# Work instruction:
Go to the line holding "use crate::auth::CurrentUser;" in the entries below and write out exactly every line down to and including the line holding "pub fn login(state: &AppState, username: &str, is_admin: bool)".

# Data supplied:
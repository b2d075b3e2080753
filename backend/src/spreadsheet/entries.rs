use super::{cell, Cell, DATE_FORMAT};
use crate::db::entries::{self, CustomerChoice, EntryFields};
use crate::db::customers;
use crate::error::AppResult;
use chrono::NaiveDateTime;
use common::model::entry::{Entry, EntryKind, EntryStatus};
use common::responses::ImportSummary;
use log::info;
use rusqlite::Connection;

pub const ACTIVE_SHEET: &str = "Painel_Controle";
pub const ARCHIVED_SHEET: &str = "Arquivados";

pub const HEADER: [&str; 8] = [
    "N° Pedido",
    "Tipo",
    "Cliente",
    "Obra",
    "Status",
    "Descrição",
    "Observações",
    "Data de Registro",
];

/// Columns an import row must carry: everything but the registration date.
const IMPORT_COLUMNS: usize = 7;

pub fn to_row(entry: &Entry) -> Vec<Cell> {
    vec![
        Cell::Number(entry.order_number),
        entry.kind.label().into(),
        entry.customer.display_name().into(),
        entry.job_site.clone().into(),
        entry.status.label().into(),
        entry.description.clone().into(),
        entry.notes.clone().into(),
        entry.registered_at.format(DATE_FORMAT).to_string().into(),
    ]
}

/// Maps a row onto entry fields, resolving the customer name. `None` when a
/// required cell is missing or malformed.
fn fields_from_row(conn: &Connection, row: &[String]) -> AppResult<Option<EntryFields>> {
    if row.len() < IMPORT_COLUMNS {
        return Ok(None);
    }
    let number = cell(row, 0).and_then(|n| n.parse::<i64>().ok());
    let kind = cell(row, 1).and_then(|k| k.parse::<EntryKind>().ok());
    let (Some(order_number), Some(kind), Some(customer_name), Some(description)) =
        (number, kind, cell(row, 2), cell(row, 5))
    else {
        return Ok(None);
    };

    let customer = match customers::find_by_name(conn, &customer_name)? {
        Some(found) => CustomerChoice::Registered(found.id),
        None => CustomerChoice::Temporary(customer_name),
    };
    Ok(Some(EntryFields {
        kind,
        order_number,
        status: cell(row, 4)
            .and_then(|s| s.parse().ok())
            .unwrap_or(EntryStatus::NotStarted),
        job_site: cell(row, 3),
        description,
        notes: cell(row, 6),
        customer,
    }))
}

/// Imports entry rows, header first, registering them at `now`.
pub fn import(conn: &Connection, rows: &[Vec<String>], now: NaiveDateTime) -> AppResult<ImportSummary> {
    let mut summary = ImportSummary::default();
    for row in rows.iter().skip(1) {
        let Some(fields) = fields_from_row(conn, row)? else {
            continue;
        };
        if entries::number_taken(conn, fields.order_number, None)? {
            summary.ignored += 1;
            continue;
        }
        entries::insert(conn, &fields, now)?;
        summary.added += 1;
    }
    info!(
        "Entry import: {} added, {} ignored",
        summary.added, summary.ignored
    );
    Ok(summary)
}
use super::{cell, Cell};
use crate::db::customers::{self, CustomerFields};
use crate::error::{AppError, AppResult};
use common::model::customer::{Customer, PersonKind};
use common::responses::ImportSummary;
use log::info;
use rusqlite::Connection;

pub const SHEET_NAME: &str = "Clientes";

pub const HEADER: [&str; 14] = [
    "N° Cliente",
    "Nome",
    "Telefone",
    "Tipo Pessoa",
    "CPF/CNPJ",
    "Como Conheceu",
    "Rua",
    "Número",
    "Complemento",
    "Bairro",
    "Cidade",
    "UF",
    "CEP",
    "Observações",
];

pub fn to_row(customer: &Customer) -> Vec<Cell> {
    vec![
        Cell::Number(customer.customer_number),
        customer.name.clone().into(),
        customer.phone.clone().into(),
        customer.person_kind.label().into(),
        customer.tax_id.clone().into(),
        customer.referral_source.clone().into(),
        customer.street.clone().into(),
        customer.street_number.clone().into(),
        customer.complement.clone().into(),
        customer.district.clone().into(),
        customer.city.clone().into(),
        customer.state.clone().into(),
        customer.postal_code.clone().into(),
        customer.notes.clone().into(),
    ]
}

/// Whether the sheet starts with the customer number column of an export.
fn has_number_column(header: &[String]) -> bool {
    header
        .first()
        .map(|title| {
            let title = title.to_lowercase();
            title.starts_with('n') && title.contains("cliente")
        })
        .unwrap_or(false)
}

/// Maps one data row; `None` when the row has no name.
fn fields_from_row(row: &[String], offset: usize) -> Option<CustomerFields> {
    let at = |idx: usize| cell(row, offset + idx);
    let name = at(0)?;
    Some(CustomerFields {
        name,
        phone: at(1),
        person_kind: at(2)
            .and_then(|label| label.parse().ok())
            .unwrap_or(PersonKind::Individual),
        tax_id: at(3),
        referral_source: at(4),
        street: at(5),
        street_number: at(6),
        complement: at(7),
        district: at(8),
        city: at(9),
        state: at(10),
        postal_code: at(11),
        notes: at(12),
    })
}

/// Imports customer rows, header first. Taken names or tax ids are counted
/// as ignored; rows without a name are skipped.
pub fn import(conn: &Connection, rows: &[Vec<String>]) -> AppResult<ImportSummary> {
    let mut summary = ImportSummary::default();
    let Some((header, data)) = rows.split_first() else {
        return Ok(summary);
    };
    let offset = usize::from(has_number_column(header));

    for row in data {
        let Some(fields) = fields_from_row(row, offset) else {
            continue;
        };
        match customers::insert(conn, &fields) {
            Ok(customer) => {
                customers::link_temporary_entries(conn, &customer)?;
                summary.added += 1;
            }
            Err(AppError::Validation(_)) => summary.ignored += 1,
            Err(e) => return Err(e),
        }
    }
    info!(
        "Customer import: {} added, {} ignored",
        summary.added, summary.ignored
    );
    Ok(summary)
}
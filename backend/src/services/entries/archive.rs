use crate::auth::CurrentUser;
use crate::db::entries;
use crate::error::AppResult;
use crate::state::AppState;
use actix_web::{web, HttpResponse};
use common::model::user::User;
use common::responses::ActionResponse;
use log::info;

pub(crate) async fn archive(
    CurrentUser(user): CurrentUser,
    state: web::Data<AppState>,
    id: web::Path<i64>,
) -> AppResult<HttpResponse> {
    set_archived(&user, &state, id.into_inner(), true)
}

pub(crate) async fn restore(
    CurrentUser(user): CurrentUser,
    state: web::Data<AppState>,
    id: web::Path<i64>,
) -> AppResult<HttpResponse> {
    set_archived(&user, &state, id.into_inner(), false)
}

fn set_archived(user: &User, state: &AppState, id: i64, archived: bool) -> AppResult<HttpResponse> {
    let entry = state
        .store
        .write(|tx| entries::set_archived(tx, id, archived))?;
    let verb = if archived { "archived" } else { "restored" };
    info!("{} {} {} by {}", entry.kind, entry.order_number, verb, user.username);
    state.notifier.notify();
    Ok(HttpResponse::Ok().json(
        ActionResponse::ok(format!("{} {} {}", entry.kind, entry.order_number, verb))
            .with_dashboard(state.dashboard_after_commit()),
    ))
}
//! Fixtures shared by the handler tests.

use crate::auth::session::session_cookie;
use crate::config::Config;
use crate::db::{users, Store};
use crate::state::AppState;
use actix_web::cookie::Cookie;
use actix_web::web::Bytes;
use tempfile::TempDir;

pub const BOUNDARY: &str = "entradas-test-boundary";

/// State over an in-memory store with uploads in a temporary directory. Keep
/// the `TempDir` alive for the duration of the test.
pub fn test_state() -> (AppState, TempDir) {
    let dir = tempfile::tempdir().unwrap();
    let config = Config {
        upload_dir: dir.path().to_path_buf(),
        ..Config::default()
    };
    let state = AppState::with_store(config, Store::open_in_memory().unwrap()).unwrap();
    (state, dir)
}

/// Registers a user and returns a cookie for a live session of theirs. The
/// stored hash is a placeholder, so these users cannot log in by password.
pub fn login(state: &AppState, username: &str, is_admin: bool) -> Cookie<'static> {
    let user = state
        .store
        .write(|tx| users::insert(tx, username, "placeholder", is_admin))
        .unwrap();
    let session_id = state.sessions.create(user);
    session_cookie(session_id, 3600)
}

pub enum Part<'a> {
    Text(&'a str, &'a str),
    File(&'a str, &'a str, &'a [u8]),
}

/// Encodes a `multipart/form-data` body; returns the content type and body.
pub fn multipart(parts: &[Part<'_>]) -> (String, Bytes) {
    let mut body = Vec::new();
    for part in parts {
        body.extend_from_slice(format!("--{}\r\n", BOUNDARY).as_bytes());
        match part {
            Part::Text(name, value) => {
                body.extend_from_slice(
                    format!("Content-Disposition: form-data; name=\"{}\"\r\n\r\n", name).as_bytes(),
                );
                body.extend_from_slice(value.as_bytes());
            }
            Part::File(name, filename, bytes) => {
                body.extend_from_slice(
                    format!(
                        "Content-Disposition: form-data; name=\"{}\"; filename=\"{}\"\r\n\
                         Content-Type: application/octet-stream\r\n\r\n",
                        name, filename
                    )
                    .as_bytes(),
                );
                body.extend_from_slice(bytes);
            }
        }
        body.extend_from_slice(b"\r\n");
    }
    body.extend_from_slice(format!("--{}--\r\n", BOUNDARY).as_bytes());
    (
        format!("multipart/form-data; boundary={}", BOUNDARY),
        Bytes::from(body),
    )
}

# Answer:
use crate::auth::CurrentUser;
use crate::db::entries;
use crate::error::AppResult;
use crate::state::AppState;
use actix_web::{web, HttpResponse};
use common::model::user::User;
use common::responses::ActionResponse;
use log::info;

pub(crate) async fn archive(
    CurrentUser(user): CurrentUser,
    state: web::Data<AppState>,
    id: web::Path<i64>,
) -> AppResult<HttpResponse> {
    set_archived(&user, &state, id.into_inner(), true)
}

pub(crate) async fn restore(
    CurrentUser(user): CurrentUser,
    state: web::Data<AppState>,
    id: web::Path<i64>,
) -> AppResult<HttpResponse> {
    set_archived(&user, &state, id.into_inner(), false)
}

fn set_archived(user: &User, state: &AppState, id: i64, archived: bool) -> AppResult<HttpResponse> {
    let entry = state
        .store
        .write(|tx| entries::set_archived(tx, id, archived))?;
    let verb = if archived { "archived" } else { "restored" };
    info!("{} {} {} by {}", entry.kind, entry.order_number, verb, user.username);
    state.notifier.notify();
    Ok(HttpResponse::Ok().json(
        ActionResponse::ok(format!("{} {} {}", entry.kind, entry.order_number, verb))
            .with_dashboard(state.dashboard_after_commit()),
    ))
}
//! Fixtures shared by the handler tests.

use crate::auth::session::session_cookie;
use crate::config::Config;
use crate::db::{users, Store};
use crate::state::AppState;
use actix_web::cookie::Cookie;
use actix_web::web::Bytes;
use tempfile::TempDir;

pub const BOUNDARY: &str = "entradas-test-boundary";

/// State over an in-memory store with uploads in a temporary directory. Keep
/// the `TempDir` alive for the duration of the test.
pub fn test_state() -> (AppState, TempDir) {
    let dir = tempfile::tempdir().unwrap();
    let config = Config {
        upload_dir: dir.path().to_path_buf(),
        ..Config::default()
    };
    let state = AppState::with_store(config, Store::open_in_memory().unwrap()).unwrap();
    (state, dir)
}

/// Registers a user and returns a cookie for a live session of theirs. The
/// stored hash is a placeholder, so these users cannot log in by password.
pub fn login(state: &AppState, username: &str, is_admin: bool) -> Cookie<'static> {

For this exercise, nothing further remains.